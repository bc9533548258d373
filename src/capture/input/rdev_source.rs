//! Native input source backed by the rdev global hook
//!
//! The OS hook is process-global and `rdev::listen` never returns once
//! installed, so one hook thread is started on first attach and kept for the
//! life of the process. Attaching installs a handler in the global dispatch
//! slot; stopping clears it.

use crate::action::{MouseButton, Position};
use crate::capture::input::source::{HandlerSlot, InputListener, InputSource, SlotListener};
use crate::capture::input::types::{InputEvent, InputHandler, InputKind, Key};
use crate::recorder::channel::{RecordingError, RecordingResult};
use parking_lot::Mutex as ParkingMutex;
use std::sync::mpsc;
use std::sync::{Arc, OnceLock};
use std::time::{Duration, Instant};

/// How long attach waits for the hook to report an installation error
const HOOK_PROBE: Duration = Duration::from_millis(250);
const DISPLAY_REFRESH: Duration = Duration::from_secs(1);

#[derive(Debug, Clone, Copy, PartialEq, Eq)]
enum HookState {
    NotStarted,
    Running,
}

struct NativeHook {
    slot: HandlerSlot,
    state: ParkingMutex<HookState>,
}

fn native_hook() -> &'static NativeHook {
    static HOOK: OnceLock<NativeHook> = OnceLock::new();
    HOOK.get_or_init(|| NativeHook {
        slot: HandlerSlot::new(),
        state: ParkingMutex::new(HookState::NotStarted),
    })
}

#[derive(Debug, Default, Clone, Copy)]
pub struct RdevInputSource;

impl RdevInputSource {
    pub fn new() -> Self {
        Self
    }
}

impl InputSource for RdevInputSource {
    fn attach(&self, handler: Arc<dyn InputHandler>) -> RecordingResult<Box<dyn InputListener>> {
        let hook = native_hook();
        if !hook.slot.install(handler) {
            return Err(RecordingError::ListenerAttachFailed(
                "native input hook already has a handler".to_string(),
            ));
        }

        let mut state = hook.state.lock();
        if *state == HookState::NotStarted {
            if let Err(e) = start_hook_thread(hook.slot.clone()) {
                hook.slot.clear();
                return Err(e);
            }
            *state = HookState::Running;
        }
        tracing::info!("Native input listener attached");
        Ok(Box::new(SlotListener::new(hook.slot.clone())))
    }
}

fn start_hook_thread(slot: HandlerSlot) -> RecordingResult<()> {
    let (error_tx, error_rx) = mpsc::channel::<String>();
    std::thread::Builder::new()
        .name("input-hook".to_string())
        .spawn(move || {
            let mut translator = EventTranslator::new();
            let result = rdev::listen(move |event: rdev::Event| {
                if let Some(event) = translator.translate(event) {
                    slot.dispatch(event);
                }
            });
            if let Err(error) = result {
                tracing::error!("Native input hook failed: {:?}", error);
                let _ = error_tx.send(format!("{:?}", error));
            }
        })
        .map_err(|e| RecordingError::ListenerAttachFailed(e.to_string()))?;

    match error_rx.recv_timeout(HOOK_PROBE) {
        Ok(reason) => Err(RecordingError::ListenerAttachFailed(reason)),
        // Still listening, or the thread is gone without reporting
        Err(mpsc::RecvTimeoutError::Timeout) => Ok(()),
        Err(mpsc::RecvTimeoutError::Disconnected) => Err(RecordingError::ListenerAttachFailed(
            "native input hook exited".to_string(),
        )),
    }
}

/// Per-hook-thread conversion state: rdev reports button and wheel events
/// without a position, and positions must be normalized by the screen size.
struct EventTranslator {
    last_pixel: (f64, f64),
    display: (f64, f64),
    display_checked: Option<Instant>,
}

impl EventTranslator {
    fn new() -> Self {
        Self {
            last_pixel: (0.0, 0.0),
            display: (0.0, 0.0),
            display_checked: None,
        }
    }

    fn position(&mut self, now: Instant) -> Position {
        let stale = self
            .display_checked
            .map(|checked| now.saturating_duration_since(checked) >= DISPLAY_REFRESH)
            .unwrap_or(true);
        if stale {
            match rdev::display_size() {
                Ok((w, h)) => self.display = (w as f64, h as f64),
                Err(e) => tracing::debug!("Display size unavailable: {:?}", e),
            }
            self.display_checked = Some(now);
        }
        Position::from_pixels(self.last_pixel.0, self.last_pixel.1, self.display.0, self.display.1)
    }

    fn translate(&mut self, event: rdev::Event) -> Option<InputEvent> {
        let now = Instant::now();
        let kind = match event.event_type {
            rdev::EventType::MouseMove { x, y } => {
                self.last_pixel = (x, y);
                InputKind::Move {
                    position: self.position(now),
                }
            }
            rdev::EventType::ButtonPress(button) => InputKind::Button {
                button: map_button(button),
                pressed: true,
                position: self.position(now),
            },
            rdev::EventType::ButtonRelease(button) => InputKind::Button {
                button: map_button(button),
                pressed: false,
                position: self.position(now),
            },
            rdev::EventType::Wheel { delta_y, .. } => InputKind::Wheel {
                position: self.position(now),
                delta_y,
            },
            rdev::EventType::KeyPress(key) => InputKind::KeyDown(map_key(key, event.name)),
            rdev::EventType::KeyRelease(_) => return None,
        };
        Some(InputEvent::new(kind, now))
    }
}

fn map_button(button: rdev::Button) -> MouseButton {
    match button {
        rdev::Button::Left => MouseButton::Left,
        rdev::Button::Right => MouseButton::Right,
        rdev::Button::Middle => MouseButton::Middle,
        rdev::Button::Unknown(code) => MouseButton::Other(code),
    }
}

/// A key that produced exactly one printable character is text; anything
/// else is reported by its key name.
fn map_key(key: rdev::Key, name: Option<String>) -> Key {
    if let Some(name) = name {
        let mut chars = name.chars();
        if let (Some(c), None) = (chars.next(), chars.next()) {
            if !c.is_control() {
                return Key::Char(c);
            }
        }
    }
    Key::Special(format!("{:?}", key))
}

·····

Task :: Please output only the lines from the first line of the entries through the line with "kept for the", both included, exactly as written.

Exercise output ::
repository bc9533548258d373
filename src/capture/input/rdev_source.rs
//! Native input source backed by the rdev global hook
//!
//! The OS hook is process-global and `rdev::listen` never returns once
//! installed, so one hook thread is started on first attach and kept for the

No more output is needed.